The cross entropy Loss function setting module is used for defining an optimization target as a cross entropy Loss function Loss with minimized weighting in a mapping network, wherein the cross entropy Loss function Loss comprises the attention weight matrix; wherein the cross entropy loss function ;/>Representing the weight corresponding to the ith sample in the attention weight matrix, namely weighting the loss term of each sample, wherein the higher the attention weight is, the greater the contribution of the loss to the total loss is; />True tag representing the i-th sample, +.>The model prediction output representing the i-th sample. The mapping network also maps the video multi-mode characteristics to classified output, namely video category prediction, through a full connection layer; by means of a attention weighting matrix->And adjusting sample weight, and adjusting the cross entropy Loss function Loss.

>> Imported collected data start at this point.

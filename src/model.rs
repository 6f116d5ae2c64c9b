// Data shapes for one run: the credentials, what we ask the service for,
// and what it answers. Nothing here outlives the process.

use std::fmt;

/// Key and endpoint for the Computer Vision resource. Both are opaque;
/// no validation happens before the service is contacted.
#[derive(Clone, Default, PartialEq, Eq)]
pub struct Credentials {
    pub key: String,
    pub endpoint: String,
}

impl Credentials {
    pub fn new(key: impl Into<String>, endpoint: impl Into<String>) -> Self {
        Credentials {
            key: key.into(),
            endpoint: endpoint.into(),
        }
    }
}

// The key is a secret, keep it out of logs.
impl fmt::Debug for Credentials {
    fn fmt(&self, f: &mut fmt::Formatter<'_>) -> fmt::Result {
        let key = if self.key.is_empty() { "" } else { "<redacted>" };
        f.debug_struct("Credentials")
            .field("key", &key)
            .field("endpoint", &self.endpoint)
            .finish()
    }
}

/// A category of visual analysis the service can run.
#[derive(Debug, Clone, Copy, PartialEq, Eq, Hash)]
pub enum FeatureKind {
    Tags,
    Categories,
    Description,
    Objects,
    Color,
}

impl FeatureKind {
    /// The feature set requested on every run.
    pub const DEFAULT_SET: [FeatureKind; 5] = [
        FeatureKind::Tags,
        FeatureKind::Categories,
        FeatureKind::Description,
        FeatureKind::Objects,
        FeatureKind::Color,
    ];

    /// Name used in the `visualFeatures` query parameter.
    pub fn as_str(&self) -> &'static str {
        match self {
            FeatureKind::Tags => "Tags",
            FeatureKind::Categories => "Categories",
            FeatureKind::Description => "Description",
            FeatureKind::Objects => "Objects",
            FeatureKind::Color => "Color",
        }
    }
}

#[derive(Debug, Clone, PartialEq)]
pub struct AnalysisRequest {
    pub image_url: String,
    pub features: Vec<FeatureKind>,
}

impl AnalysisRequest {
    /// Request for `image_url` with the default feature set.
    pub fn new(image_url: impl Into<String>) -> Self {
        AnalysisRequest {
            image_url: image_url.into(),
            features: FeatureKind::DEFAULT_SET.to_vec(),
        }
    }

    /// Comma separated feature list, duplicates dropped, order kept.
    pub fn features_param(&self) -> String {
        let mut seen = Vec::with_capacity(self.features.len());
        for feature in &self.features {
            if !seen.contains(feature) {
                seen.push(*feature);
            }
        }
        seen.iter()
            .map(FeatureKind::as_str)
            .collect::<Vec<_>>()
            .join(",")
    }
}

/// Result of one analysis. Each sub-record is `None` when the service did
/// not return it; an empty list means it was returned with no entries.
#[derive(Debug, Clone, Default, PartialEq)]
pub struct AnalysisResult {
    pub description: Option<Description>,
    pub tags: Option<Vec<Tag>>,
    pub objects: Option<Vec<DetectedObject>>,
    pub color: Option<ColorInfo>,
}

#[derive(Debug, Clone, Default, PartialEq)]
pub struct Description {
    pub captions: Vec<Caption>,
}

#[derive(Debug, Clone, PartialEq)]
pub struct Caption {
    pub text: String,
    pub confidence: f64,
}

#[derive(Debug, Clone, PartialEq)]
pub struct Tag {
    pub name: String,
    pub confidence: f64,
}

#[derive(Debug, Clone, PartialEq)]
pub struct DetectedObject {
    pub label: String,
    pub confidence: f64,
    pub bounding_box: BoundingBox,
}

/// Pixel rectangle of a detected object.
#[derive(Debug, Clone, Copy, Default, PartialEq, Eq)]
pub struct BoundingBox {
    pub x: u32,
    pub y: u32,
    pub w: u32,
    pub h: u32,
}

#[derive(Debug, Clone, Default, PartialEq)]
pub struct ColorInfo {
    pub dominant_background: String,
    pub dominant_foreground: String,
    pub dominant_colors: Vec<String>,
    pub is_black_and_white: bool,
}
#[test]
fn warning_levels_cross_with_hysteresis() {
    let _guard = test_lock();
    init(&map_64mib(), None).unwrap();
    let stats = statistics();
    let total = stats.total_frames;
    let level1_high = total * 97 / 100;
    let level1_low = total * 95 / 100;
    let level2_low = total * 87 / 100;

    // One large allocation (well above the sampling mask) straight
    // past the level-1 threshold fires the event exactly once.
    let token = warning_event().current();
    let big = level1_high - stats.allocated_frames + 1;
    let big_run = allocate_frames(big, 1);
    assert_eq!(warning_level(), WarningLevel::Level1);
    assert!(warning_event().pulsed_since(token));

    // A small follow-up allocation crosses nothing and must not fire.
    let token = warning_event().current();
    let extra = allocate_frames(1, 1);
    assert_eq!(warning_level(), WarningLevel::Level1);
    assert!(!warning_event().pulsed_since(token));
    free_frames(extra, 1);

    // Free down just below the level-1 low threshold. The downward
    // check is sampled on the free counter, so cycle single pages
    // until a sample lands; exactly one step down occurs.
    let to_free = statistics().allocated_frames - (level1_low - 1);
    free_frames(big_run, to_free);
    let mut spins = 0;
    while warning_level() == WarningLevel::Level1 && spins < 512 {
        let frame = allocate_frames(1, 1);
        free_frames(frame, 1);
        spins += 1;
    }
    assert_eq!(warning_level(), WarningLevel::Level2);

    // Freeing the rest crosses the level-2 low threshold with plenty
    // of samples to spare, stepping the level down to none.
    free_frames(big_run + to_free, big - to_free);
    assert_eq!(warning_level(), WarningLevel::None);
    assert!(statistics().allocated_frames < level2_low);
    consistency_check().unwrap();
}
/// Frees a contiguous run of physical frames.
///
/// Non-paged frames flip straight to free. A pageable frame whose
/// descriptor is flagged as paging out is left alone: the pager owns
/// it and will complete the transition. Other pageable frames are
/// freed and their now-orphaned descriptors are destroyed after the
/// database lock is released (descriptor teardown may take section
/// locks, which order before the database lock on this path).
///
/// Freeing a frame that is already free indicates corruption and
/// panics. Freeing a frame outside every segment is a defensive no-op.
pub fn free_frames(first_frame: Frame, page_count: usize) {
    let mut orphaned_descriptors: Vec<DescriptorRef> = Vec::new();
    let mut signal = false;
    {
        let mut db = FRAME_DB.lock();
        let segment_index = match db.segment_index_of(first_frame) {
            Some(index) => index,
            None => {
                error!("free_frames: attempt to free non-existent frame {:?}", first_frame);
                debug_assert!(false, "free of a frame outside every segment");
                return;
            }
        };
        let offset = db.segments[segment_index].offset_of(first_frame);
        debug_assert!(
            offset + page_count <= db.segments[segment_index].frame_count(),
            "contiguous frames must share one segment",
        );

        for index in 0..page_count {
            let released = {
                let record = &mut db.segments[segment_index].records[offset + index];
                match record {
                    FrameRecord::Free => {
                        panic!("free_frames: frame {:?} was already free", first_frame + index)
                    }
                    FrameRecord::Reserved => {
                        error!(
                            "free_frames: ignoring free of reserved frame {:?}",
                            first_frame + index,
                        );
                        Released::No
                    }
                    FrameRecord::NonPaged { .. } => {
                        *record = FrameRecord::Free;
                        Released::NonPaged
                    }
                    FrameRecord::Pageable(descriptor) => {
                        if descriptor.is_paging_out() {
                            // The pager owns this frame now and will
                            // release it when the writeback completes.
                            Released::No
                        } else {
                            debug_assert_eq!(descriptor.lock_count(), 0);
                            orphaned_descriptors.push(descriptor.clone());
                            *record = FrameRecord::Free;
                            Released::Pageable
                        }
                    }
                }
            };

            match released {
                Released::No => continue,
                Released::NonPaged => db.non_paged_frames -= 1,
                Released::Pageable => {}
            }
            db.allocated_frames -= 1;
            db.segments[segment_index].free_frames += 1;
            db.free_count = db.free_count.wrapping_add(1);
            if !signal {
                signal = note_free_for_warning(&mut db);
            }
        }
    }

    drop(orphaned_descriptors);
    if signal {
        WARNING_EVENT.pulse();
    }
}

/// Transitions a run of non-paged frames to pageable, installing one
/// paging descriptor per frame. This is a separate step from
/// allocation so a page being paged in is never visible to the pager
/// mid-flight. With `lock_initial`, the pages start locked instead of
/// joining the evictable pool.
pub fn enable_paging_for(
    first_frame: Frame,
    page_count: usize,
    descriptors: &[DescriptorRef],
    lock_initial: bool,
) {
    assert_eq!(descriptors.len(), page_count, "one descriptor per frame is required");
    let mut db = FRAME_DB.lock();
    let segment_index = match db.segment_index_of(first_frame) {
        Some(index) => index,
        None => {
            error!("enable_paging_for: frame {:?} is outside every segment", first_frame);
            debug_assert!(false, "enable paging on a frame outside every segment");
            return;
        }
    };
    let offset = db.segments[segment_index].offset_of(first_frame);
    for index in 0..page_count {
        let descriptor = &descriptors[index];
        debug_assert!(
            !descriptor.section().destroyed(),
            "installing a descriptor whose section is destroyed",
        );
        {
            let record = &mut db.segments[segment_index].records[offset + index];
            match record {
                FrameRecord::NonPaged { .. } => {}
                _ => {
                    error!(
                        "enable_paging_for: frame {:?} is not a non-paged allocation",
                        first_frame + index,
                    );
                    debug_assert!(false, "enable paging on a frame that is not non-paged");
                    continue;
                }
            }
            *record = FrameRecord::Pageable(descriptor.clone());
        }
        if lock_initial {
            debug_assert_eq!(descriptor.lock_count(), 0);
            descriptor.set_initial_lock_count(1);
        } else {
            db.non_paged_frames -= 1;
        }
    }
}

/// Why a lock or unlock request failed.
#[derive(Clone, Copy, Debug, PartialEq, Eq)]
pub enum FrameLockError {
    /// The per-frame lock count is at its cap; retry later.
    ResourceInUse,
    /// The frame is outside every known segment.
    UnknownFrame,
}

/// Locks a run of frames in memory, keeping them out of the pager's
/// reach. Non-paged frames are implicitly locked already and are
/// skipped. The caller must hold the owning section's lock.
///
/// On failure, any frames locked by this call are unlocked again.
pub fn lock_frames(first_frame: Frame, page_count: usize) -> Result<(), FrameLockError> {
    let mut locked_pages = 0;
    let result = {
        let mut db = FRAME_DB.lock();
        let segment_index = match db.segment_index_of(first_frame) {
            Some(index) => index,
            None => {
                debug_assert!(false, "lock of a frame outside every segment");
                return Err(FrameLockError::UnknownFrame);
            }
        };
        let offset = db.segments[segment_index].offset_of(first_frame);
        let mut failure = None;
        for index in 0..page_count {
            let newly_locked = {
                let record = &db.segments[segment_index].records[offset + index];
                match record {
                    FrameRecord::Free => {
                        panic!("lock_frames: frame {:?} is free", first_frame + index)
                    }
                    FrameRecord::NonPaged { .. } | FrameRecord::Reserved => false,
                    FrameRecord::Pageable(descriptor) => {
                        if descriptor.lock_count() == MAX_FRAME_LOCK_COUNT {
                            failure = Some(FrameLockError::ResourceInUse);
                            break;
                        }
                        descriptor.increment_lock_count() == 1
                    }
                }
            };
            if newly_locked {
                db.non_paged_frames += 1;
            }
            locked_pages = index + 1;
        }
        match failure {
            Some(error) => Err(error),
            None => Ok(()),
        }
    };

    if result.is_err() && locked_pages != 0 {
        unlock_frames(first_frame, locked_pages);
    }
    result
}
/// Translates a user virtual address through *another* address space's
/// tables. Runs at dispatch level for the duration of the walk and
/// takes no sleepable locks.
pub fn virtual_to_physical_in(
    space: &AddressSpace,
    virt_addr: VirtualAddress,
) -> Option<PhysicalAddress> {
    debug_assert!(virt_addr.value() < KERNEL_HALF_START);
    let _dispatch = DispatchGuard::raise();
    let page = Page::containing_address(virt_addr);
    let p1 = space
        .p4()
        .next_table(page.p4_index())?
        .next_table(page.p3_index())?
        .next_table(page.p2_index())?;
    let frame = p1[page.p1_index()].frame()?;
    Some(frame.start_address() + virt_addr.page_offset())
}

/// Maps a page into another address space.
///
/// The covering leaf table must already exist (fork preallocates
/// them); discovering a missing table here would mean allocating under
/// locks that forbid it, so it is treated as fatal. If the destination
/// slot was previously present the caller must pass `broadcast`, since
/// the old translation may be cached on other processors.
pub fn map_page_in(
    space: &AddressSpace,
    page: Page,
    frame: Frame,
    flags: PteFlags,
    broadcast: bool,
) {
    debug_assert!(is_user_page(&page));
    let _guard = space.lock.lock();
    let mut newly_mapped = false;
    let mut send_broadcast = false;
    {
        let _dispatch = DispatchGuard::raise();
        let p1 = match space
            .p4()
            .next_table_mut(page.p4_index())
            .and_then(|p3| p3.next_table_mut(page.p3_index()))
            .and_then(|p2| p2.next_table_mut(page.p2_index()))
        {
            Some(p1) => p1,
            None => panic!("map_page_in: no preallocated page table covers {:?}", page),
        };
        let entry = &mut p1[page.p1_index()];
        if entry.is_unused() {
            newly_mapped = true;
        } else {
            debug_assert!(broadcast, "remapping a live entry requires a broadcast");
            send_broadcast = broadcast && entry.is_present();
        }
        entry.set(frame, flags);
    }
    if send_broadcast {
        let range = PageRange::new(page, page);
        broadcast_invalidate(space, range);
    }
    if newly_mapped {
        space.resident_set.fetch_add(1, Ordering::Relaxed);
    }
}

/// Unmaps one page from another address space, always broadcasting if
/// the entry was present. Returns whether the page was dirty.
pub fn unmap_page_in(space: &AddressSpace, page: Page, flags: UnmapFlags) -> bool {
    debug_assert!(is_user_page(&page));
    let _guard = space.lock.lock();
    let (was_present, was_dirty, freed_frame) = {
        let _dispatch = DispatchGuard::raise();
        let p1 = match space
            .p4()
            .next_table_mut(page.p4_index())
            .and_then(|p3| p3.next_table_mut(page.p3_index()))
            .and_then(|p2| p2.next_table_mut(page.p2_index()))
        {
            Some(p1) => p1,
            None => return false,
        };
        let entry = &mut p1[page.p1_index()];
        if entry.is_unused() {
            return false;
        }
        let was_present = entry.is_present();
        entry.clear_flags(PteFlags::PRESENT);
        let was_dirty = entry.flags().is_dirty();
        let freed_frame = if flags.contains(UnmapFlags::FREE_FRAMES) {
            entry.frame()
        } else {
            None
        };
        if !was_present {
            entry.zero();
        }
        (was_present, was_dirty, freed_frame)
    };
    if was_present {
        broadcast_invalidate(space, PageRange::new(page, page));
        // Now that no TLB can reach it, finish the entry off.
        let _dispatch = DispatchGuard::raise();
        if let Some(p1) = space
            .p4()
            .next_table_mut(page.p4_index())
            .and_then(|p3| p3.next_table_mut(page.p3_index()))
            .and_then(|p2| p2.next_table_mut(page.p2_index()))
        {
            p1[page.p1_index()].zero();
        }
    }
    if let Some(frame) = freed_frame {
        frame_allocator::free_frames(frame, 1);
    }
    space.resident_set.fetch_sub(1, Ordering::Relaxed);
    was_dirty
}

/// Preallocates the page tables a fork destination will need: one
/// table for every user-half table the source owns, mirroring the
/// source's shape, fully linked and zeroed.
///
/// The frames are taken in one scattered allocation before any
/// space lock is held, because physical allocation may wait on the
/// pager and the pager may need these locks.
pub fn preallocate_page_tables(source: &AddressSpace, destination: &AddressSpace) {
    let needed = source.page_table_count();
    if needed == 0 {
        return;
    }
    let mut frames: Vec<Frame> = alloc::vec![Frame::from_number(0); needed];
    frame_allocator::allocate_frames_scattered(&mut frames);

    let _source_guard = source.lock.lock();
    let _destination_guard = destination.lock.lock();
    let mut free_frames = frames.into_iter();
    let mut installed = 0;
    let source_p4 = &*source.p4();
    let destination_p4 = destination.p4();
    for p4_index in 0..KERNEL_HALF_P4_INDEX {
        let source_p3 = match source_p4.next_table(p4_index) {
            Some(table) => table,
            None => continue,
        };
        let destination_p3 =
            mirror_child(&mut *destination_p4, p4_index, &mut free_frames, &mut installed);
        for p3_index in 0..ENTRIES_PER_PAGE_TABLE {
            let source_p2 = match source_p3.next_table(p3_index) {
                Some(table) => table,
                None => continue,
            };
            let destination_p2 =
                mirror_child(&mut *destination_p3, p3_index, &mut free_frames, &mut installed);
            for p2_index in 0..ENTRIES_PER_PAGE_TABLE {
                if source_p2.next_table(p2_index).is_some() {
                    mirror_child(&mut *destination_p2, p2_index, &mut free_frames, &mut installed);
                }
            }
        }
    }
    debug_assert_eq!(installed, needed, "fork preallocation count went stale");
    destination.page_table_count.fetch_add(installed, Ordering::Relaxed);

    // Return any stragglers (the source shrank in between).
    let mut leftovers = FrameRunBatcher::new();
    for frame in free_frames {
        leftovers.add(frame);
    }
    leftovers.flush();
}

fn mirror_child<'t, L>(
    parent: &'t mut Table<L>,
    index: usize,
    free_frames: &mut impl Iterator<Item = Frame>,
    installed: &mut usize,
) -> &'t mut Table<L::NextLevel>
where
    L: table::HierarchicalLevel,
{
    if parent.next_table(index).is_none() {
        let frame = match free_frames.next() {
            Some(frame) => frame,
            None => panic!("fork preallocation ran out of page-table frames"),
        };
        unsafe { table_from_frame::<L::NextLevel>(frame) }.zero();
        parent[index].set(frame, PteFlags::table_link() | PteFlags::USER_ACCESSIBLE);
        *installed += 1;
    }
    parent.next_table_mut(index).unwrap()
}

/// The fork-time copy: every mapped entry of `source` in the range is
/// made read-only (without flushing), then copied to `destination`
/// with the dirty bit masked out. One broadcast invalidation covers
/// the whole downgraded range at the end. The destination's covering
/// tables must have been preallocated.
pub fn copy_and_downgrade(
    source: &AddressSpace,
    destination: &AddressSpace,
    virt_addr: VirtualAddress,
    size_in_bytes: usize,
) {
    debug_assert!(virt_addr.is_page_aligned());
    debug_assert_eq!(size_in_bytes & (PAGE_SIZE - 1), 0);
    if size_in_bytes == 0 {
        return;
    }
    let pages = PageRange::from_addr(virt_addr, size_in_bytes);
    debug_assert!(is_user_page(pages.start()) && is_user_page(pages.end()));

    let mut copied = 0;
    {
        let _source_guard = source.lock.lock();
        let _destination_guard = destination.lock.lock();
        for page in pages.iter() {
            let source_p1 = match source.p1_of(&page) {
                Some(p1) => p1,
                None => continue,
            };
            let source_entry = &mut source_p1[page.p1_index()];
            if source_entry.is_unused() {
                continue;
            }
            source_entry.clear_flags(PteFlags::WRITABLE);
            let destination_p1 = match destination.p1_of(&page) {
                Some(p1) => p1,
                None => panic!("copy_and_downgrade: no preallocated table covers {:?}", page),
            };
            destination_p1[page.p1_index()]
                .set_raw(source_entry.value() & !PteFlags::DIRTY.bits());
            copied += 1;
        }
    }

    // One shootdown for the entire range now that the copy is done.
    broadcast_invalidate(source, pages);
    if copied != 0 {
        destination.resident_set.fetch_add(copied, Ordering::Relaxed);
    }
}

The model training module is used for training the video feature matching algorithm model and fitting the first featureAnd a second feature P t The mapping between the two is minimized, and the cross entropy Loss function Loss is minimized; evaluating the algorithm model on a test set, updating the attention weight matrix +.>Wherein by analyzing the attention weight matrix +.>Finding out samples with insufficient attention of the algorithm model so as to enhance the targeted training of the algorithm model or optimize and adjust unqualified samples from the test set according to a preset algorithm; by means of a attention weighting matrix->Adjusting the sample weight; adjusting the cross entropy Loss function Loss; and optimizing and adjusting unqualified samples from the test set according to a preset algorithm, wherein the optimizing and adjusting unqualified samples comprises determining sample prediction errors through the following formula:
(2)
Wherein,representing a sample prediction error, wherein the value range is 0-1, 0 is completely accurate, and 1 is completely wrong; />For the sample feature expression quality, the value range is 0-1, the 0 representative feature cannot be expressed completely and accurately, and the 1 representative feature expression is complete and accurate; />Marking quality of the sample, wherein the value range is 0-1, 0 represents marking errors, and 1 represents marking correctness and no errors; />For deviations of sample features from real scenes, the feature real deviations, the value range is 0 to + -infinity, and 0 is the sample characteristic which is completely matched with the real scene; />For the deviation of the sample label from the true value, the value ranges are 0 to +infinity, and 0 is completely consistent; />For sample feature learning, the value range is 0-1, the 0 representative feature cannot be learned, and the 1 representative feature can be completely learned; />Labeling the sample with a learning property;the value range is 0 to + -infinity for the real deviation of the algorithm model and the real scene, and 0 is the algorithm model to completely match the real scene; sample-based prediction error->And a threshold value optimizes the failed adjustment samples from the test set.
And the optimization completion module is used for repeatedly executing the feature extraction fusion and attention weight matrix generation module to the model training module and iteratively optimizing the video feature matching algorithm model until a result meeting the preset optimization condition is reached. In the optimization completion module, the result of meeting the preset optimization conditions comprises at least one of the following conditions: the attention weight matrix The weights in (2) are all above a preset threshold; the corpus intelligent test is optimized, and the prediction accuracy or other evaluation indexes reach the expected target; the number of samples that are out of qualification for optimal adjustment from the test set continues to decrease. />
The invention also discloses a computer readable storage medium, and the computer readable storage medium is stored with a computer program, and the computer program realizes the intelligent testing optimization method of the video corpus when being executed by a processor. The features of the embodiments and method are similar, and will not be described in detail.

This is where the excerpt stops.